Background
The authors write that "the development of crops which are well suited to growth under future environmental conditions such as higher atmospheric CO2 concentrations is essential to meeting the challenge of ensuring food security in the face of the growing human population and changing climate," and they say that "a high-yielding indica rice variety (Oryza sativa L. cv.
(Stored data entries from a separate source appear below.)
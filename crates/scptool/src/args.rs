/*
    scptool
    https://github.com/dbalsom/fluxfox

    Copyright 2024 Daniel Balsom

    Permission is hereby granted, free of charge, to any person obtaining a
    copy of this software and associated documentation files (the “Software”),
    to deal in the Software without restriction, including without limitation
    the rights to use, copy, modify, merge, publish, distribute, sublicense,
    and/or sell copies of the Software, and to permit persons to whom the
    Software is furnished to do so, subject to the following conditions:

    The above copyright notice and this permission notice shall be included in
    all copies or substantial portions of the Software.

    THE SOFTWARE IS PROVIDED “AS IS”, WITHOUT WARRANTY OF ANY KIND, EXPRESS OR
    IMPLIED, INCLUDING BUT NOT LIMITED TO THE WARRANTIES OF MERCHANTABILITY,
    FITNESS FOR A PARTICULAR PURPOSE AND NONINFRINGEMENT. IN NO EVENT SHALL THE
    AUTHORS OR COPYRIGHT HOLDERS BE LIABLE FOR ANY CLAIM, DAMAGES OR OTHER
    LIABILITY, WHETHER IN AN ACTION OF CONTRACT, TORT OR OTHERWISE, ARISING
    FROM, OUT OF OR IN CONNECTION WITH THE SOFTWARE OR THE USE OR OTHER
    DEALINGS IN THE SOFTWARE.

    --------------------------------------------------------------------------
*/
use bpaf::*;
use std::{fmt, path::PathBuf};

use crate::{
    dump::args::{dump_parser, DumpParams},
    info::args::{info_parser, InfoParams},
};

#[derive(Clone, Debug)]
pub enum Command {
    Version,
    Dump(DumpParams),
    Info(InfoParams),
}

impl fmt::Display for Command {
    fn fmt(&self, f: &mut fmt::Formatter<'_>) -> fmt::Result {
        match self {
            Command::Version => write!(f, "version"),
            Command::Dump(_) => write!(f, "dump"),
            Command::Info(_) => write!(f, "info"),
        }
    }
}

#[derive(Debug)]
pub struct AppParams {
    pub global: GlobalOptions,
    pub command: Command,
}

#[derive(Debug)]
pub struct GlobalOptions {
    pub silent: bool,
}

pub fn global_options_parser() -> impl Parser<GlobalOptions> {
    let silent = long("silent")
        .help("Suppress all output except required output")
        .switch();

    construct!(GlobalOptions { silent })
}

pub(crate) fn in_file_parser() -> impl Parser<PathBuf> {
    long("in_file")
        .short('i')
        .argument::<PathBuf>("IN_FILE")
        .help("Path to input SCP image")
}

pub(crate) fn command_parser() -> impl Parser<AppParams> {
    let global = global_options_parser();

    let version = pure(Command::Version)
        .to_options()
        .command("version")
        .help("Display version information and exit");

    let dump = construct!(Command::Dump(dump_parser()))
        .to_options()
        .command("dump")
        .help("Decode revolutions of a track and dump the bitstream");
    let info = construct!(Command::Info(info_parser()))
        .to_options()
        .command("info")
        .help("Display information about an SCP image");

    let command = construct!([version, dump, info]);

    construct!(AppParams { global, command })
}

pub(crate) fn track_parser() -> impl Parser<u32> {
    long("track")
        .short('t')
        .argument::<u32>("TRACK")
        .help("Track number to load (cylinder * 2 + head)")
        .guard(|&track| track < 168, "Track must be between 0 and 167")
}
Takanari) has been recently identified as a potential candidate for such breeding, due to its high productivity in present CO2 concentrations."

What was done
"To test if it could further increase its productivity under elevated CO2," in the words of Chen et al., "Takanari was grown in the paddy field under season-long free-air CO2 enrichment (FACE, approximately 200 ppm above ambient CO2) and its leaf physiology was compared with the representative japonica variety 'Koshihidari'."

What was learned
The six Japanese scientists report that (1) "maximum ribulose-1,5-bisphosphate carboxylation and electron transport rates were higher for Takanari at the mid-grain filling stage in both years," that (2) "mesophyll conductance was higher in Takanari than in Koshihikari at the late grain-filling stage," that (3) "in contrast to Koshihikari, Takanari grown under FACE conditions showed no decrease in total leaf nitrogen on an area basis relative to ambient-grown plants," that (4) "Chlorophyll content was higher in Takanari than in Koshihikari at the same leaf nitrogen level," and, last of all, that (5) "Takanari showed consistently higher midday photosynthesis and stomatal conductance than Koshihikari under both ambient and FACE growth conditions."

What it means
In light of their several findings, Chen et al. conclude that "Takanari maintains its superiority over Koshihikari in regards to its leaf-level productivity when grown in elevated CO2," and, therefore, they suggest that Takanari "may be a valuable resource for rice breeding programs which seek to increase crop productivity under current and future CO2 concentrations."